GenPerfect is connected and social.
In my first GenPerfect post I mentioned that you could add living members to your database via Facebook. Lately my third cousin has added me to two closed Facebook groups for common ancestors: Thomas Tucker Family & William Henry Dollar Family
Members of these groups include living descendants of a common ancestor. Messages include the lineage of members back to the common ancestor as well as photos and digitized documents. What if GenPerfect could be pointed to these groups? You could see the list of your messages inside your genealogy software on the dashboard. The messages could be parsed and the mini-lineage added to your database citing Facebook as the source. Any photos added to the group would be imported as part of your media collection. GenPerfect would even allow you to update your Facebook status without leaving the application. You could configure the software to automatically prompt you for a Facebook status update at key moment such as when you add a photo or document or when you enter a conclusion and close out a research project. You could choose to post these to a group or your wall.
Similar to updating your Facebook status, you could also choose to tweet from inside GenPerfect. When prompted to update your status, you could choose to also post to Twitter.
By selecting a photo, some information in a database, or a research project and clicking a “Quick Post” link, a blog post would be assembled ready for you to edit and post to your blog. All without leaving GenPerfect.
On your dashboard or elsewhere in GenPerfect you could display blog postings by registering from a site’s RSS feed. Maybe GenPerfect would expose appropriate public information via its own RSS feed.
GenPerfect would have its own associated e-mail address. This way it could be used to register for family history mailing lists and the messages would appear inside GenPerfect.
Correspondence & Media
One of the lists I was always taught to keep as a correspondence log. Whenever I sent a letter, I was to include the date, who it was sent to, a summary of the letter’s contents as well as a date when a response was received.
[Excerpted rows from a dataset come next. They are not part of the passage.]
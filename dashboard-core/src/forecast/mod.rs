//! Forecast client: one Open-Meteo request reshaped into a [`ForecastSummary`].

pub mod open_meteo;
pub mod summary;

use reqwest::Client;

use crate::config::ForecastConfig;
use crate::error::{DashboardError, DashboardResult};
use open_meteo::{CURRENT_FIELDS, ForecastResponse, HOURLY_FIELDS};

pub use summary::{ChartData, ForecastSummary, RainForecast};

/// Fetches the forecast for a fixed coordinate. No timeout, no retry, no
/// caching: every call goes to the provider.
#[derive(Debug, Clone)]
pub struct ForecastClient {
    http: Client,
    config: ForecastConfig,
}

impl ForecastClient {
    pub fn new(config: ForecastConfig) -> DashboardResult<Self> {
        let http = Client::builder()
            .user_agent(config.user_agent.clone())
            .build()?;

        Ok(Self { http, config })
    }

    /// Forecast summary, or `None` when the provider can't be reached or
    /// its reply can't be decoded. The cause is logged.
    pub async fn fetch_forecast(&self) -> Option<ForecastSummary> {
        match self.try_fetch().await {
            Ok(summary) => Some(summary),
            Err(e) => {
                tracing::warn!("Weather API error: {}", e);
                None
            }
        }
    }

    pub async fn try_fetch(&self) -> DashboardResult<ForecastSummary> {
        let latitude = self.config.latitude.to_string();
        let longitude = self.config.longitude.to_string();

        let response = self
            .http
            .get(&self.config.base_url)
            .query(&[
                ("latitude", latitude.as_str()),
                ("longitude", longitude.as_str()),
                ("timezone", "auto"),
                ("current", CURRENT_FIELDS),
                ("hourly", HOURLY_FIELDS),
                ("forecast_days", "1"),
            ])
            .send()
            .await?;

        if !response.status().is_success() {
            return Err(DashboardError::UpstreamStatus(response.status().as_u16()));
        }

        let body: ForecastResponse = response.json().await?;
        tracing::debug!(hours = body.hourly.time.len(), "Fetched forecast");

        Ok(ForecastSummary::from_response(&body))
    }
}

#[cfg(test)]
mod tests {
    use super::*;
    use wiremock::matchers::{header, method, path, query_param};
    use wiremock::{Mock, MockServer, ResponseTemplate};

    fn client_for(server: &MockServer) -> ForecastClient {
        ForecastClient::new(ForecastConfig {
            base_url: format!("{}/v1/forecast", server.uri()),
            ..ForecastConfig::default()
        })
        .unwrap()
    }

    fn sample_body() -> serde_json::Value {
        serde_json::json!({
            "latitude": 47.6,
            "longitude": -122.3,
            "current": {
                "time": "2024-05-01T14:00",
                "temperature_2m": 16.1,
                "apparent_temperature": 14.6,
                "precipitation": 0.0,
                "weather_code": 2
            },
            "hourly": {
                "time": [
                    "2024-05-01T00:00",
                    "2024-05-01T01:00",
                    "2024-05-01T02:00",
                    "2024-05-01T03:00"
                ],
                "temperature_2m": [12.0, 11.5, 11.0, 10.8],
                "apparent_temperature": [15.2, 18.9, 12.1, 11.0],
                "precipitation_probability": [10, 20, 60, 30],
                "weather_code": [2, 2, 61, 3]
            }
        })
    }

    #[tokio::test]
    async fn test_fetch_sends_expected_query() {
        let server = MockServer::start().await;

        Mock::given(method("GET"))
            .and(path("/v1/forecast"))
            .and(query_param("latitude", "47.6062"))
            .and(query_param("longitude", "-122.3321"))
            .and(query_param("timezone", "auto"))
            .and(query_param("forecast_days", "1"))
            .and(query_param("current", CURRENT_FIELDS))
            .and(query_param("hourly", HOURLY_FIELDS))
            .and(header("user-agent", "Mozilla/5.0"))
            .respond_with(ResponseTemplate::new(200).set_body_json(sample_body()))
            .expect(1)
            .mount(&server)
            .await;

        let summary = client_for(&server).fetch_forecast().await.unwrap();

        assert_eq!(summary.current_temp, 15);
        assert_eq!(summary.max_temp, 19);
        assert_eq!(summary.min_temp, 11);
        assert_eq!(summary.rain_forecast, RainForecast::RainSoon);
        assert_eq!(summary.chart_data.time, vec!["00:00", "01:00", "02:00", "03:00"]);
        assert_eq!(
            serde_json::to_value(&summary.chart_data.rain).unwrap(),
            serde_json::json!([10, 20, 60, 30])
        );
    }

    #[tokio::test]
    async fn test_server_error_is_unavailable() {
        let server = MockServer::start().await;

        Mock::given(method("GET"))
            .respond_with(ResponseTemplate::new(503))
            .mount(&server)
            .await;

        let client = client_for(&server);
        assert!(matches!(
            client.try_fetch().await,
            Err(DashboardError::UpstreamStatus(503))
        ));
        assert!(client.fetch_forecast().await.is_none());
    }

    #[tokio::test]
    async fn test_malformed_body_is_unavailable() {
        let server = MockServer::start().await;

        Mock::given(method("GET"))
            .respond_with(ResponseTemplate::new(200).set_body_string("<html>oops</html>"))
            .mount(&server)
            .await;

        assert!(client_for(&server).fetch_forecast().await.is_none());
    }

    #[tokio::test]
    async fn test_unreachable_provider_is_unavailable() {
        let client = ForecastClient::new(ForecastConfig {
            base_url: "http://127.0.0.1:9/v1/forecast".to_string(),
            ..ForecastConfig::default()
        })
        .unwrap();

        assert!(client.fetch_forecast().await.is_none());
    }

    #[tokio::test]
    async fn test_each_call_refetches() {
        let server = MockServer::start().await;

        Mock::given(method("GET"))
            .respond_with(ResponseTemplate::new(200).set_body_json(sample_body()))
            .expect(2)
            .mount(&server)
            .await;

        let client = client_for(&server);
        assert!(client.fetch_forecast().await.is_some());
        assert!(client.fetch_forecast().await.is_some());
    }
}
In my experience, I send many more e-mails than letters by post, so an e-mail correspondence log would be beneficial to me. If GenPerfect had its own e-mail address, then any message that I send to a relative or family history collaborator I could CC this e-mail address and the entry would be auto-added to the log. If I receive an e-mail that I think would be important to my research, I would just forward it the GenPerfect e-mail.
If an e-mail included images and I forwarded it GenPerfect, the application would be smart enough to add the images to my media library.
Maybe I could include a tag as part of the subject line (ex: [PROJECT: WORTH TUCKER BIRTH]) and the log entry or image would be associated with a specific research project. If an e-mail sent to GenPerfect could not be auto-assigned to a specific project, then it would appear in a list so that later I could associate it with the correct project in the database.
Online Databases & Family Trees
There are so many more possibilities than these. I can think of genealogy-specific sites that might be useful to link to GenPerfect: Ancestry.com, FamilySearch, World Vital Records, Archives.com, Geni, FamilySearch Wiki, plus many, many more. One concern that I have is connecting GenPerfect (which is all about research in progress) with online trees that are concerned with just showing results. It would be helpful to be able to update the online trees from GenPerfect once a conclusion has been researched for a project.
What are some of your ideas?
Other than social networking sites like Facebook and Twitter, what other software and ways should GenPerfect connect to social media sites?
How else could GenPerfect’s dedicated e-mail address be used?